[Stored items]
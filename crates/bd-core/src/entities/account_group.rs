use serde::{Deserialize, Serialize};

use crate::entity::ListEntity;
use crate::ids::RecordId;

/// Accounting nature of a ledger group.
#[derive(Debug, Clone, Copy, PartialEq, Eq, Serialize, Deserialize)]
#[serde(rename_all = "lowercase")]
pub enum AccountNature {
    Assets,
    Liabilities,
    Income,
    Expenses,
    Equity,
}

/// Chart-of-accounts group.
#[derive(Debug, Clone, PartialEq, Serialize, Deserialize)]
pub struct AccountGroup {
    pub id: RecordId,
    pub name: String,
    #[serde(default)]
    pub code: Option<String>,
    #[serde(default)]
    pub nature: Option<AccountNature>,
    #[serde(default)]
    pub parent_id: Option<RecordId>,
    #[serde(default)]
    pub is_system: bool,
    #[serde(default)]
    pub is_active: bool,
    #[serde(default)]
    pub description: Option<String>,
}

#[derive(Debug, Clone, Default, PartialEq, Eq, Serialize, Deserialize)]
#[serde(default)]
pub struct AccountGroupStats {
    pub total: u64,
    pub active: u64,
    pub system: u64,
    pub custom: u64,
}

impl ListEntity for AccountGroup {
    const RESOURCE: &'static str = "account-groups";
    type Stats = AccountGroupStats;

    fn record_id(&self) -> RecordId {
        self.id.clone()
    }
}
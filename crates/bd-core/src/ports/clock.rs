/// Wall-clock source in Unix milliseconds.
///
/// Cache staleness is computed from this port so tests can move time by hand.
pub trait ClockPort: Send + Sync {
    fn now_ms(&self) -> i64;
}
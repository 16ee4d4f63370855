use serde::{Deserialize, Serialize};

use crate::entity::ListEntity;
use crate::ids::RecordId;

#[derive(Debug, Clone, Copy, PartialEq, Eq, Serialize, Deserialize)]
#[serde(rename_all = "lowercase")]
pub enum SalaryComponentKind {
    Earning,
    Deduction,
}

/// Payroll component (basic, allowance, tax, ...).
#[derive(Debug, Clone, PartialEq, Serialize, Deserialize)]
pub struct SalaryComponent {
    pub id: RecordId,
    pub name: String,
    #[serde(default)]
    pub code: Option<String>,
    #[serde(rename = "type", default)]
    pub kind: Option<SalaryComponentKind>,
    #[serde(default)]
    pub is_taxable: bool,
    #[serde(default)]
    pub is_active: bool,
}

#[derive(Debug, Clone, Default, PartialEq, Eq, Serialize, Deserialize)]
#[serde(default)]
pub struct SalaryComponentStats {
    pub total: u64,
    pub earnings: u64,
    pub deductions: u64,
    pub active: u64,
}

impl ListEntity for SalaryComponent {
    const RESOURCE: &'static str = "salary-components";
    type Stats = SalaryComponentStats;

    fn record_id(&self) -> RecordId {
        self.id.clone()
    }
}
mod system_clock;

pub use system_clock::SystemClock;
//! # Dependency Injection / 依赖注入模块
//!
//! The only place that depends on `bd-infra` and `bd-app` together. It
//! assembles adapters behind their ports and makes no decisions of its own.
//! 仅负责组装，不做业务决策。

use std::sync::Arc;

use bd_app::{ListController, ListResource, ListView, QueryCache};
use bd_core::ports::{ClockPort, ErrorReporterPort, TransportPort};
use bd_core::{ClientConfig, ListEntity, ListParams, QueryOptions};
use bd_infra::{ReqwestTransport, SystemClock, TracingErrorReporter, TransportBuildError};
use thiserror::Error;
use tokio::sync::watch;
use tracing::info;

#[derive(Debug, Error)]
pub enum WiringError {
    #[error("failed to build HTTP transport: {0}")]
    Transport(#[from] TransportBuildError),
}

/// Everything a list screen needs, shared across screens.
#[derive(Clone)]
pub struct AppDeps {
    pub config: ClientConfig,
    pub transport: Arc<dyn TransportPort>,
    pub clock: Arc<dyn ClockPort>,
    pub reporter: Arc<dyn ErrorReporterPort>,
    pub cache: Arc<QueryCache>,
    pub query_options: QueryOptions,
}

impl AppDeps {
    /// Assemble from already-built ports. Tests use this with fakes.
    pub fn from_parts(
        config: ClientConfig,
        transport: Arc<dyn TransportPort>,
        clock: Arc<dyn ClockPort>,
        reporter: Arc<dyn ErrorReporterPort>,
    ) -> Self {
        let cache = Arc::new(QueryCache::new(Arc::clone(&clock), config.cache.max_entries));
        let query_options = QueryOptions::from_config(&config.cache);
        Self {
            config,
            transport,
            clock,
            reporter,
            cache,
            query_options,
        }
    }

    pub fn resource<E: ListEntity>(&self) -> Arc<ListResource<E>> {
        Arc::new(ListResource::new(Arc::clone(&self.transport)))
    }

    /// Controller for one list screen. `filters` without a `per_page` get the
    /// configured default.
    pub fn controller<E: ListEntity>(
        &self,
        filters: ListParams,
    ) -> (ListController<E>, watch::Receiver<ListView<E>>) {
        let filters = if filters.requested_per_page().is_some() {
            filters
        } else {
            filters.per_page(self.config.list.default_per_page)
        };
        ListController::new(
            Arc::clone(&self.cache),
            self.resource::<E>(),
            Arc::clone(&self.reporter),
            self.query_options.clone(),
            filters,
        )
    }
}

/// Wire production adapters from configuration.
pub fn wire_dependencies(config: ClientConfig) -> Result<AppDeps, WiringError> {
    let transport = ReqwestTransport::new(&config.api)?;
    info!(base_url = %transport.base_url(), "Wiring list-query dependencies");

    Ok(AppDeps::from_parts(
        config,
        Arc::new(transport),
        Arc::new(SystemClock),
        Arc::new(TracingErrorReporter),
    ))
}

#[cfg(test)]
mod tests {
    use super::*;
    use bd_core::entities::VoucherType;
    use bd_core::params::keys;
    use bd_core::ParamValue;

    #[test]
    fn wires_cache_from_config() {
        let mut config = ClientConfig::default();
        config.cache.stale_time_ms = 1_000;
        config.cache.keep_previous_data = false;

        let deps = wire_dependencies(config).unwrap();

        assert_eq!(deps.query_options.stale_time_ms(), 1_000);
        assert!(!deps.query_options.keep_previous_data);
        assert!(deps.cache.is_empty());
    }

    #[test]
    fn invalid_base_url_is_a_wiring_error() {
        let mut config = ClientConfig::default();
        config.api.base_url = "::not-a-url::".to_string();

        assert!(matches!(
            wire_dependencies(config),
            Err(WiringError::Transport(TransportBuildError::InvalidBaseUrl { .. }))
        ));
    }

    #[tokio::test]
    async fn controller_gets_default_per_page() {
        let deps = wire_dependencies(ClientConfig::default()).unwrap();

        let (controller, _views) = deps.controller::<VoucherType>(ListParams::new().page(2));
        assert_eq!(controller.filters().get(keys::PER_PAGE), Some(&ParamValue::UInt(15)));

        let (controller, _views) = deps.controller::<VoucherType>(ListParams::new().per_page(50));
        assert_eq!(controller.filters().get(keys::PER_PAGE), Some(&ParamValue::UInt(50)));
    }
}
//! # Configuration Loader / 配置加载器
//!
//! Reads the TOML client configuration. Missing sections and fields take
//! their defaults; a missing file means "all defaults".
//! 读取 TOML 客户端配置，缺失的字段使用默认值。

use std::path::{Path, PathBuf};

use anyhow::Context;
use bd_core::ClientConfig;
use tracing::info;

/// `<config dir>/bizdesk/config.toml`, when the platform has a config dir.
pub fn default_config_path() -> Option<PathBuf> {
    dirs::config_dir().map(|dir| dir.join("bizdesk").join("config.toml"))
}

/// Load configuration from a TOML file
/// 从 TOML 文件加载配置
///
/// # Errors / 错误
///
/// Returns error if the file exists but cannot be read, or is not valid TOML
/// for [`ClientConfig`].
pub fn load_config(config_path: &Path) -> anyhow::Result<ClientConfig> {
    if !config_path.exists() {
        info!(path = %config_path.display(), "Config file not found, using defaults");
        return Ok(ClientConfig::default());
    }

    let content = std::fs::read_to_string(config_path)
        .with_context(|| format!("Failed to read config file: {}", config_path.display()))?;
    ClientConfig::from_toml_str(&content)
        .with_context(|| format!("Failed to parse config file: {}", config_path.display()))
}
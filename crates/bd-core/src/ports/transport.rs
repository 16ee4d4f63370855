//! Transport port - abstracts the HTTP backend
//!
//! The core never builds URLs or touches headers; it hands a method, a
//! resource path and already-sanitized query pairs to whatever implements
//! this trait.

use std::fmt;

use async_trait::async_trait;
use serde_json::Value;

use crate::error::TransportError;
use crate::params::SanitizedParams;

#[derive(Debug, Clone, Copy, PartialEq, Eq, Hash)]
pub enum HttpMethod {
    Get,
    Post,
    Put,
    Patch,
    Delete,
}

impl HttpMethod {
    pub fn as_str(&self) -> &'static str {
        match self {
            HttpMethod::Get => "GET",
            HttpMethod::Post => "POST",
            HttpMethod::Put => "PUT",
            HttpMethod::Patch => "PATCH",
            HttpMethod::Delete => "DELETE",
        }
    }
}

impl fmt::Display for HttpMethod {
    fn fmt(&self, f: &mut fmt::Formatter<'_>) -> fmt::Result {
        f.write_str(self.as_str())
    }
}

/// One backend call.
#[derive(Debug, Clone, PartialEq)]
pub struct TransportRequest {
    pub method: HttpMethod,
    /// Path relative to the configured base URL, without a leading slash
    pub path: String,
    pub query: SanitizedParams,
    pub body: Option<Value>,
}

impl TransportRequest {
    pub fn new(method: HttpMethod, path: impl Into<String>) -> Self {
        Self {
            method,
            path: path.into(),
            query: SanitizedParams::default(),
            body: None,
        }
    }

    pub fn get(path: impl Into<String>) -> Self {
        Self::new(HttpMethod::Get, path)
    }

    pub fn with_query(mut self, query: SanitizedParams) -> Self {
        self.query = query;
        self
    }

    pub fn with_body(mut self, body: Value) -> Self {
        self.body = Some(body);
        self
    }
}

/// Transport port
///
/// Implementations return the parsed JSON body of a successful response and
/// map every failure onto [`TransportError`]. No authentication and no
/// retries happen at this seam.
#[async_trait]
pub trait TransportPort: Send + Sync {
    async fn execute(&self, request: TransportRequest) -> Result<Value, TransportError>;
}
use std::time::Duration;

use super::key::CacheKey;
use crate::config::CacheConfig;

/// Per-query cache behaviour.
#[derive(Debug, Clone, PartialEq, Eq)]
pub struct QueryOptions {
    /// Entries younger than this are served without a fetch
    pub stale_time: Duration,
    /// On a miss, serve `previous_key`'s data as a placeholder
    pub keep_previous_data: bool,
    /// Key the caller was showing before this query
    pub previous_key: Option<CacheKey>,
}

impl Default for QueryOptions {
    fn default() -> Self {
        Self::from_config(&CacheConfig::default())
    }
}

impl QueryOptions {
    pub fn from_config(config: &CacheConfig) -> Self {
        Self {
            stale_time: Duration::from_millis(config.stale_time_ms),
            keep_previous_data: config.keep_previous_data,
            previous_key: None,
        }
    }

    pub fn with_stale_time(mut self, stale_time: Duration) -> Self {
        self.stale_time = stale_time;
        self
    }

    pub fn with_previous_key(mut self, previous_key: Option<CacheKey>) -> Self {
        self.previous_key = previous_key;
        self
    }

    pub fn stale_time_ms(&self) -> u64 {
        u64::try_from(self.stale_time.as_millis()).unwrap_or(u64::MAX)
    }

    /// Placeholder key to consult on a miss, if any.
    pub fn placeholder_key(&self) -> Option<&CacheKey> {
        self.previous_key
            .as_ref()
            .filter(|_| self.keep_previous_data)
    }
}

#[cfg(test)]
mod tests {
    use super::*;

    #[test]
    fn defaults_follow_cache_config() {
        let options = QueryOptions::default();
        assert_eq!(options.stale_time_ms(), 30_000);
        assert!(options.keep_previous_data);
        assert!(options.previous_key.is_none());
    }

    #[test]
    fn placeholder_requires_keep_previous_data() {
        let key = CacheKey::new("announcements:{}");
        let mut options = QueryOptions::default().with_previous_key(Some(key.clone()));
        assert_eq!(options.placeholder_key(), Some(&key));

        options.keep_previous_data = false;
        assert_eq!(options.placeholder_key(), None);
    }
}
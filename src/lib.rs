//! Bizdesk host: bootstrap and command-line entry for the list-query layer.

pub mod bootstrap;
pub mod cli;
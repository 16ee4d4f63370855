//! Error taxonomy for the list-query layer.
//! 列表查询层的错误分类。

use thiserror::Error;

/// Failure reported by the transport collaborator.
///
/// Errors are `Clone` because a single in-flight fetch fans its outcome out to
/// every subscriber that joined it.
#[derive(Debug, Clone, PartialEq, Eq, Error)]
pub enum TransportError {
    #[error("network error: {0}")]
    Network(String),

    #[error("request timed out")]
    Timeout,

    #[error("server responded with status {status}")]
    Status {
        status: u16,
        /// `message` field of the error body, when the backend sent one
        message: Option<String>,
    },

    #[error("response body is not valid JSON: {0}")]
    Decode(String),
}

impl TransportError {
    /// Message suitable for a toast or inline alert.
    /// 适合在提示框中展示的用户可读信息。
    pub fn user_message(&self) -> String {
        match self {
            TransportError::Network(_) => {
                "Unable to reach the server. Check your connection and try again.".to_string()
            }
            TransportError::Timeout => "The server took too long to respond.".to_string(),
            TransportError::Status { status, message } => match (*status, message) {
                (401, _) => "Your session has expired. Please sign in again.".to_string(),
                (403, _) => "You do not have permission to view this data.".to_string(),
                (404, _) => "The requested record could not be found.".to_string(),
                (422, Some(msg)) if !msg.is_empty() => msg.clone(),
                (422, _) => "Some of the submitted values are invalid.".to_string(),
                (500..=599, _) => {
                    "The server ran into a problem. Please try again later.".to_string()
                }
                (_, Some(msg)) if !msg.is_empty() => msg.clone(),
                (status, _) => format!("Request failed with status {status}."),
            },
            TransportError::Decode(_) => "The server sent an unreadable response.".to_string(),
        }
    }
}

#[derive(Debug, Clone, PartialEq, Eq, Error)]
pub enum ListQueryError {
    /// A filter value was a nested object or array where a scalar was expected.
    #[error("invalid parameter shape for '{key}': expected a scalar, found {found}")]
    InvalidParamShape { key: String, found: &'static str },

    #[error(transparent)]
    Transport(#[from] TransportError),

    /// Items or a record could not be decoded into the entity type.
    #[error("failed to decode {what}: {reason}")]
    Decode { what: String, reason: String },

    /// The background fetch task panicked or was cancelled by the runtime.
    #[error("fetch aborted: {0}")]
    FetchAborted(String),
}

impl ListQueryError {
    pub fn user_message(&self) -> String {
        match self {
            ListQueryError::Transport(err) => err.user_message(),
            ListQueryError::InvalidParamShape { key, .. } => {
                format!("The filter '{key}' has an unsupported value.")
            }
            ListQueryError::Decode { .. } => "The server sent data in an unexpected format.".to_string(),
            ListQueryError::FetchAborted(_) => "Loading was interrupted. Please try again.".to_string(),
        }
    }

    pub(crate) fn decode(what: impl Into<String>, err: impl std::fmt::Display) -> Self {
        ListQueryError::Decode {
            what: what.into(),
            reason: err.to_string(),
        }
    }
}
//! Response envelope normalization
//! 响应信封规范化
//!
//! Backends wrap list results in different envelopes (plain Laravel-style
//! paginators, hand-rolled `{ success, data: { records, stats } }` shapes,
//! bare arrays). This module presents one shape to the rest of the system
//! without fabricating statistics the server never computed.

mod normalizer;
mod probe;
mod record;
mod statistics;

pub use normalizer::{normalize, NormalizedPage, RequestedPage};
pub use probe::{ItemsLocation, PaginationSource};
pub use record::extract_record;
pub use statistics::Statistics;
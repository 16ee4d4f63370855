//! Query cache models
//! 查询缓存模型
//!
//! Pure data shared by the cache implementation in `bd-app`: keys, entries
//! and per-query options. No synchronization lives here.

mod entry;
mod key;
mod options;

pub use entry::{CacheEntry, CacheState};
pub use key::CacheKey;
pub use options::QueryOptions;
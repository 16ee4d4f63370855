use std::marker::PhantomData;
use std::sync::Arc;

use bd_core::ports::{HttpMethod, TransportPort, TransportRequest};
use bd_core::{
    extract_record, normalize, sanitize, CacheKey, ListEntity, ListParams, ListQueryError,
    NormalizedPage, RecordId, RequestedPage,
};
use serde::Serialize;
use tracing::debug;

/// One normalized page of `E`.
pub type ListPage<E> = NormalizedPage<E, <E as ListEntity>::Stats>;

/// Typed wrapper over one backend resource.
/// 单个后端资源的类型化封装。
///
/// Composes sanitizing, the transport call and response normalization. The
/// resource path comes from [`ListEntity::RESOURCE`].
pub struct ListResource<E: ListEntity> {
    transport: Arc<dyn TransportPort>,
    _entity: PhantomData<fn() -> E>,
}

impl<E: ListEntity> ListResource<E> {
    pub fn new(transport: Arc<dyn TransportPort>) -> Self {
        Self {
            transport,
            _entity: PhantomData,
        }
    }

    pub fn namespace(&self) -> &'static str {
        E::RESOURCE
    }

    /// Cache key of `list(params)`.
    pub fn cache_key(&self, params: &ListParams) -> CacheKey {
        CacheKey::for_list(E::RESOURCE, &sanitize(params))
    }

    /// Prefix covering every cached page and record of this resource.
    pub fn namespace_key(&self) -> CacheKey {
        CacheKey::namespace(E::RESOURCE)
    }

    /// Fetch one page.
    ///
    /// # Errors
    ///
    /// Transport failures, or `Decode` when items/stats do not match `E`.
    pub async fn list(&self, params: &ListParams) -> Result<ListPage<E>, ListQueryError> {
        let query = sanitize(params);
        debug!(resource = E::RESOURCE, params = %query.cache_fragment(), "Listing records");
        let raw = self
            .transport
            .execute(TransportRequest::get(E::RESOURCE).with_query(query))
            .await?;
        normalize(&raw, RequestedPage::from(params))
    }

    pub async fn show(&self, id: &RecordId) -> Result<E, ListQueryError> {
        let raw = self
            .transport
            .execute(TransportRequest::get(record_path::<E>(id)))
            .await?;
        extract_record(&raw)
    }

    pub async fn create<B>(&self, body: &B) -> Result<E, ListQueryError>
    where
        B: Serialize + ?Sized,
    {
        let request = TransportRequest::new(HttpMethod::Post, E::RESOURCE).with_body(encode_body(body)?);
        let raw = self.transport.execute(request).await?;
        extract_record(&raw)
    }

    pub async fn update<B>(&self, id: &RecordId, body: &B) -> Result<E, ListQueryError>
    where
        B: Serialize + ?Sized,
    {
        let request =
            TransportRequest::new(HttpMethod::Put, record_path::<E>(id)).with_body(encode_body(body)?);
        let raw = self.transport.execute(request).await?;
        extract_record(&raw)
    }

    pub async fn delete(&self, id: &RecordId) -> Result<(), ListQueryError> {
        self.transport
            .execute(TransportRequest::new(HttpMethod::Delete, record_path::<E>(id)))
            .await?;
        Ok(())
    }

    /// Flip the active flag; the backend answers with the updated record.
    pub async fn toggle_status(&self, id: &RecordId) -> Result<E, ListQueryError> {
        let path = format!("{}/toggle-status", record_path::<E>(id));
        let raw = self
            .transport
            .execute(TransportRequest::new(HttpMethod::Patch, path))
            .await?;
        extract_record(&raw)
    }
}

fn record_path<E: ListEntity>(id: &RecordId) -> String {
    format!("{}/{}", E::RESOURCE, id)
}

fn encode_body<B: Serialize + ?Sized>(body: &B) -> Result<serde_json::Value, ListQueryError> {
    serde_json::to_value(body).map_err(|e| ListQueryError::Decode {
        what: "request body".to_string(),
        reason: e.to_string(),
    })
}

> [Required action] Your answer should consist of each line above in which "UInt" appears.

> [Solved exercise]
        assert_eq!(controller.filters().get(keys::PER_PAGE), Some(&ParamValue::UInt(15)));
        assert_eq!(controller.filters().get(keys::PER_PAGE), Some(&ParamValue::UInt(50)));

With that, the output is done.